À contre-courant / La nature n’est pas à vendre

À l’heure où ces lignes seront publiées, la conférence Rio+20 aura fermé ses portes.

Jean-Marie Harribey  • 28 juin 2012 abonné·es

À l’heure où ces lignes seront publiées, la conférence Rio+20 aura fermé ses portes. Depuis plusieurs années, les négociations internationales n’avancent pas sur les sujets brûlants, notamment sur la réduction des émissions de gaz à effet de serre qui réchauffent le climat. C’est dire combien la stratégie de développement soutenable, décidée il y a vingt ans, a du plomb dans l’aile. Mais l’imagination des experts de l’ONU, de l’OCDE et de la Banque mondiale est débordante. Ils ont concocté le projet d’économie verte ou de croissance verte. Ils ont juste des petits problèmes de méthode à résoudre.

Une croissance n’est visible que si on la mesure. Comment mesurer son verdissement ? Il faut, nous dit-on, réduire au même dénominateur monétaire toutes les sortes de capitaux : le financier, le social, l’humain et le naturel. Pour le premier, c’est facile, la monnaie est son élément. Pour les autres, ça l’est moins, surtout pour la nature. Qu’à cela ne tienne, la nature n’a pas de prix, donnons un prix aux services qu’elle rend (les insectes, les océans, les forêts…) et cela donnera une bonne idée de ce qu’elle vaut. Par exemple, les forêts étant des puits de carbone seront évaluées à la hauteur des tonnes de CO2 captées multipliées par le prix de marché de la tonne de CO2. Que ce prix de marché soit volatil et objet de spéculation, que la nature qui donne la vie soit « hors de prix » et que son métabolisme échappe à toute quantification monétaire, tout cela n’émeut guère nos experts. Voilà comment on tue l’idée même de rendre l’économie plus écologique, vraiment plus verte.Pourquoi tant d’efforts dont la vacuité est patente ? Les ressources naturelles étant limitées, il faut prévoir leur remplacement pour espérer une croissance infinie. Celui-ci doit s’opérer de manière à égaliser les rendements des différents capitaux investis, au fur et à mesure que l’on substitue du capital manufacturé, du progrès technique et du savoir-faire aux ressources. Mais beaucoup de biens naturels n’ont pas de propriétaires susceptibles de les rentabiliser. La Banque mondiale a réponse à tout : il faut définir des droits de propriété sur l’environnement, qui sont « manquants ou incomplets », en « aidant les firmes à remonter la chaîne de valeur, organisant les compromis entre croissance forte et produits plus verts, et incorporant la valeur économique des services dans les décisions de politiques ». Et le Pnue, organisateur du Rio+20, connaît la cause de toutes nos crises : « une mauvaise allocation flagrante des capitaux ». Il connaît donc la solution : « la croissance rapide des marchés financiers ». En somme : privatisation des biens collectifs et appel aux capitaux privés.

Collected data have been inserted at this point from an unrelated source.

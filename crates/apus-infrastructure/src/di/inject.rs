//! Lazy Injection Accessors
//!
//! Declare a dependency on a capability without resolving it. Every
//! [`get`](Injected::get) resolves against the bound registry at that moment,
//! so re-registrations, `clear` and `reset` made after binding are observed
//! on the next read.
//!
//! ```rust,ignore
//! struct Shutter {
//!     haptics: Injected<dyn HapticFeedback>,
//!     errors: OptionalInjected<dyn ErrorReporter>,
//! }
//!
//! let shutter = Shutter {
//!     haptics: Injected::new(&registry),
//!     errors: OptionalInjected::new(&registry),
//! };
//! shutter.haptics.get().success();
//! ```

use std::fmt;
use std::marker::PhantomData;
use std::sync::Arc;

use super::identity::CapabilityId;
use super::registry::Registry;

/// Required dependency on capability `C`
///
/// Reading it panics if `C` is not registered when read.
pub struct Injected<C: ?Sized> {
    registry: Registry,
    capability: PhantomData<fn() -> Arc<C>>,
}

impl<C> Injected<C>
where
    C: ?Sized + Send + Sync + 'static,
{
    /// Bind to `registry`
    pub fn new(registry: &Registry) -> Self {
        Self {
            registry: registry.clone(),
            capability: PhantomData,
        }
    }

    /// Resolve the capability now
    ///
    /// # Panics
    ///
    /// When `C` is not registered in the bound registry.
    pub fn get(&self) -> Arc<C> {
        self.registry.resolve::<C>()
    }

    /// Identity of the capability this accessor resolves
    pub fn capability(&self) -> CapabilityId {
        CapabilityId::of::<C>()
    }

    /// The registry this accessor is bound to
    pub fn registry(&self) -> &Registry {
        &self.registry
    }
}

/// Binds to the process-wide registry
impl<C> Default for Injected<C>
where
    C: ?Sized + Send + Sync + 'static,
{
    fn default() -> Self {
        Self::new(Registry::shared())
    }
}

impl<C: ?Sized> Clone for Injected<C> {
    fn clone(&self) -> Self {
        Self {
            registry: self.registry.clone(),
            capability: PhantomData,
        }
    }
}

impl<C: ?Sized + 'static> fmt::Debug for Injected<C> {
    fn fmt(&self, f: &mut fmt::Formatter<'_>) -> fmt::Result {
        f.debug_struct("Injected")
            .field("capability", &CapabilityId::of::<C>())
            .finish_non_exhaustive()
    }
}

/// Optional dependency on capability `C`
///
/// Reading it yields `None` if `C` is not registered when read.
pub struct OptionalInjected<C: ?Sized> {
    registry: Registry,
    capability: PhantomData<fn() -> Arc<C>>,
}

impl<C> OptionalInjected<C>
where
    C: ?Sized + Send + Sync + 'static,
{
    /// Bind to `registry`
    pub fn new(registry: &Registry) -> Self {
        Self {
            registry: registry.clone(),
            capability: PhantomData,
        }
    }

    /// Resolve the capability now, `None` if it is not registered
    pub fn get(&self) -> Option<Arc<C>> {
        self.registry.resolve_optional::<C>()
    }

    /// Identity of the capability this accessor resolves
    pub fn capability(&self) -> CapabilityId {
        CapabilityId::of::<C>()
    }

    /// The registry this accessor is bound to
    pub fn registry(&self) -> &Registry {
        &self.registry
    }
}

/// Binds to the process-wide registry
impl<C> Default for OptionalInjected<C>
where
    C: ?Sized + Send + Sync + 'static,
{
    fn default() -> Self {
        Self::new(Registry::shared())
    }
}

impl<C: ?Sized> Clone for OptionalInjected<C> {
    fn clone(&self) -> Self {
        Self {
            registry: self.registry.clone(),
            capability: PhantomData,
        }
    }
}

impl<C: ?Sized + 'static> fmt::Debug for OptionalInjected<C> {
    fn fmt(&self, f: &mut fmt::Formatter<'_>) -> fmt::Result {
        f.debug_struct("OptionalInjected")
            .field("capability", &CapabilityId::of::<C>())
            .finish_non_exhaustive()
    }
}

La méthode possède une logique implacable qui, pour être démontée, exige de revenir à la source même de la critique de l’économie politique. 1) La nature nous donne des richesses mais ne crée pas de valeur économique. 2) La valeur de la nature est incommensurable à quelque quantification économique que ce soit ; sa valeur est autre. 3) La résistance à sa marchandisation s’inscrit dans l’ensemble des résistances à l’accumulation capitaliste. Voilà la raison profonde de la liaison entre le social et l’écologie : seul le travail crée la valeur économique, mais dans un cadre naturel qu’il faut respecter.